Scott Fung1, Hannah S J Choi1, Adam Gehring1, Harry L A Janssen1
Author information
1Toronto Centre for Liver Disease, Toronto General Hospital, Canada.
Abstract
Chronic hepatitis B virus (HBV) infection is a global public health burden estimated to impact nearly 300 million people worldwide. Despite the advent of potent antiviral agents that effectively suppress viral replication, HBV cure remains difficult to achieve due to the persistence of the covalently closed circular DNA, HBV DNA integration into the host genome, and impaired immune response. Indefinite treatment is necessary for most patients to maintain the level of viral suppression. The success of direct-acting antivirals (DAAs) for hepatitis C treatment has rejuvenated the search for a cure for chronic hepatitis B (CHB), though HBV cure likely requires an additional layer: immunomodulators for restoration of robust immune responses. DAAs such as entry inhibitors, capsid assembly modulators, inhibitors of subviral particle release, cccDNA silencers, and RNA interference molecules have reached clinical development. Immunomodulators, namely innate immunomodulators (toll-like receptor agonists), therapeutic vaccines, checkpoint inhibitors, and monoclonal antibodies, are also progressing towards clinical development.
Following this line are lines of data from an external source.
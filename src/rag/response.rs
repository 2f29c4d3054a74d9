//! RAG response generation.

use super::{context::format_context_for_prompt, ContextBuilder, Source};
use crate::config::{Prompts, RagSettings};
use crate::error::Result;
use crate::llm::{ChatMessage, LanguageModel};
use crate::youtube::VideoMetadata;
use std::collections::HashMap;
use std::sync::Arc;
use tracing::{debug, info, instrument};

const NO_CONTEXT_ANSWER: &str = "The answer to this question cannot be found in the provided context.";

/// RAG engine for question answering over one video.
pub struct RagEngine {
    llm: Arc<dyn LanguageModel>,
    context_builder: ContextBuilder,
    prompts: Arc<Prompts>,
    settings: RagSettings,
}

impl RagEngine {
    /// Create a new RAG engine.
    pub fn new(
        llm: Arc<dyn LanguageModel>,
        context_builder: ContextBuilder,
        prompts: Arc<Prompts>,
        settings: RagSettings,
    ) -> Self {
        Self {
            llm,
            context_builder: context_builder.with_search_k(settings.search_k),
            prompts,
            settings,
        }
    }

    /// Answer a question about a video.
    ///
    /// `history` holds earlier turns of the conversation, oldest first.
    /// With `use_external_sources` the model may go beyond the transcript.
    #[instrument(skip(self, video, history), fields(video_id = %video.video_id, external = use_external_sources))]
    pub async fn answer(
        &self,
        video: &VideoMetadata,
        question: &str,
        history: &[ChatMessage],
        use_external_sources: bool,
    ) -> Result<RagResponse> {
        info!("Processing question: {}", question);

        let results = self.context_builder.retrieve(&video.video_id, question).await?;
        let sources: Vec<Source> = results
            .iter()
            .take(self.settings.max_sources)
            .map(|r| Source::from_result(r, self.settings.snippet_chars))
            .collect();

        if results.is_empty() && !use_external_sources {
            return Ok(RagResponse {
                answer: NO_CONTEXT_ANSWER.to_string(),
                sources,
            });
        }

        let context_len = self.settings.context_chunks.min(results.len());
        let context_text = format_context_for_prompt(&results[..context_len]);

        let mut vars = HashMap::new();
        vars.insert("question".to_string(), question.to_string());
        vars.insert("context".to_string(), context_text);
        vars.insert("title".to_string(), video.title.clone());

        let template = if use_external_sources {
            &self.prompts.chat.external
        } else {
            &self.prompts.chat.grounded
        };
        let user_prompt = self.prompts.render_with_custom(template, &vars);
        let system_prompt = self.prompts.render_with_custom(&self.prompts.chat.system, &vars);

        let keep = history.len().min(self.settings.history_turns * 2);
        let history = &history[history.len() - keep..];

        let answer = self
            .llm
            .complete(Some(&system_prompt), history, &user_prompt)
            .await?;

        debug!("Generated response with {} sources", sources.len());

        Ok(RagResponse { answer, sources })
    }
}

/// A RAG response with answer and sources.
#[derive(Debug, Clone)]
pub struct RagResponse {
    /// The generated answer.
    pub answer: String,
    /// Leading retrieved chunks.
    pub sources: Vec<Source>,
}
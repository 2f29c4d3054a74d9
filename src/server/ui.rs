//! Web page served at `/`.

use super::api::ApiError;
use super::AppState;
use crate::analysis::SummaryType;
use crate::error::{AssistError, Result};
use axum::{extract::State, response::Html};
use serde::Serialize;
use std::sync::OnceLock;
use tera::{Context, Tera};

static TEMPLATES: OnceLock<Tera> = OnceLock::new();

fn templates() -> Result<&'static Tera> {
    if let Some(tera) = TEMPLATES.get() {
        return Ok(tera);
    }
    let mut tera = Tera::default();
    tera.add_raw_template("index.html", include_str!("templates/index.html"))?;
    Ok(TEMPLATES.get_or_init(|| tera))
}

#[derive(Serialize)]
struct SummaryOption {
    value: &'static str,
    label: String,
}

fn summary_options() -> Vec<SummaryOption> {
    SummaryType::ALL
        .iter()
        .map(|t| SummaryOption {
            value: t.as_str(),
            label: t.as_str().replace('_', " "),
        })
        .collect()
}

pub async fn index(State(state): State<AppState>) -> std::result::Result<Html<String>, ApiError> {
    let mut context = Context::new();
    context.insert("version", env!("CARGO_PKG_VERSION"));
    context.insert("model", &state.settings().llm.model);
    context.insert("summary_types", &summary_options());
    context.insert("default_summary", SummaryType::default().as_str());

    let rendered = templates()?
        .render("index.html", &context)
        .map_err(AssistError::from)?;
    Ok(Html(rendered))
}

#[cfg(test)]
mod tests {
    use super::*;

    #[test]
    fn test_template_renders() {
        let mut context = Context::new();
        context.insert("version", "0.0.0");
        context.insert("model", "test-model");
        context.insert("summary_types", &summary_options());
        context.insert("default_summary", "comprehensive");

        let html = templates().unwrap().render("index.html", &context).unwrap();
        assert!(html.contains("test-model"));
        assert!(html.contains("value=\"bullet_points\""));
        assert!(html.contains("/api/v1/analyze"));
    }
}
//! ZMQ-backed actuator driver
//!
//! The production [`ActDriver`] implementation. Each driver holds a REQ
//! socket to the daemon endpoint serving its actuator; serialisation of the
//! underlying actuator bus is the daemon's responsibility.

// -----------------------------------------------------------------------------------------------
// IMPORTS
// -----------------------------------------------------------------------------------------------

use comms_if::{
    eqpt::act::{ActDemand, ActRequest, ActResponse, ActState},
    net::{zmq, MonitoredSocket, MonitoredSocketError, SocketOptions},
};

use super::{ActDriver, ActDriverError};

// -----------------------------------------------------------------------------------------------
// STRUCTS
// -----------------------------------------------------------------------------------------------

/// [`ActDriver`] implementation forwarding requests to the actuator driver
/// daemon over ZMQ.
pub struct ZmqActDriver {
    socket: MonitoredSocket,
}

// -----------------------------------------------------------------------------------------------
// IMPLS
// -----------------------------------------------------------------------------------------------

impl ZmqActDriver {
    /// Connect to the daemon endpoint serving one actuator.
    ///
    /// `response_timeout_ms` bounds every receive on the socket, so no
    /// request can suspend indefinitely.
    pub fn new(
        ctx: &zmq::Context,
        endpoint: &str,
        response_timeout_ms: i32,
    ) -> Result<Self, MonitoredSocketError> {
        // Create the socket options
        let socket_options = SocketOptions {
            connect_timeout: 1000,
            heartbeat_ivl: 500,
            heartbeat_ttl: 1000,
            heartbeat_timeout: 1000,
            linger: 1,
            recv_timeout: response_timeout_ms,
            send_timeout: 10,
            req_correlate: true,
            req_relaxed: true,
            ..Default::default()
        };

        let socket = MonitoredSocket::new(ctx, zmq::REQ, socket_options, endpoint)?;

        Ok(Self { socket })
    }

    /// Send one request and wait for the daemon's response.
    fn request(&mut self, request: &ActRequest) -> Result<ActResponse, ActDriverError> {
        // If not connected return now
        if !self.socket.connected() {
            return Err(ActDriverError::NotConnected);
        }

        // Serialize the request
        let request_str = serde_json::to_string(request)
            .map_err(|e| ActDriverError::SendFailed(e.to_string()))?;

        // Send the request to the daemon
        self.socket
            .send(request_str.as_str(), 0)
            .map_err(|e| ActDriverError::SendFailed(e.to_string()))?;

        // Receive the response, bounded by the socket's receive timeout
        let msg = match self.socket.recv_msg(0) {
            Ok(m) => m,
            Err(zmq::Error::EAGAIN) => return Err(ActDriverError::ResponseTimeout),
            Err(e) => return Err(ActDriverError::UnexpectedResponse(e.to_string())),
        };

        serde_json::from_str(msg.as_str().unwrap_or(""))
            .map_err(|e| ActDriverError::UnexpectedResponse(e.to_string()))
    }
}

impl ActDriver for ZmqActDriver {
    fn query(&mut self) -> Result<ActState, ActDriverError> {
        match self.request(&ActRequest::Query)? {
            ActResponse::State(state) => Ok(state),
            ActResponse::Ack => Err(ActDriverError::UnexpectedResponse(
                "acknowledgement to a query".into(),
            )),
        }
    }

    fn demand(&mut self, demand: ActDemand) -> Result<(), ActDriverError> {
        match self.request(&ActRequest::Demand(demand))? {
            ActResponse::Ack => Ok(()),
            ActResponse::State(_) => Err(ActDriverError::UnexpectedResponse(
                "state report to a demand".into(),
            )),
        }
    }
}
The future of HBV cure possibly lies in triple combination therapies with concerted action on replication inhibition, antigen reduction, and immune stimulation. Many obstacles remain, such as overcoming translational failures, choosing the right endpoint using the right biomarkers, and leveraging current treatments in combination regimens to enhance response rates. This review gives an overview of the current therapies for CHB, HBV biomarkers used to evaluate treatment response, and development of DAAs and immune-targeting drugs, and discusses the limitations and unanswered questions on the journey to HBV cure.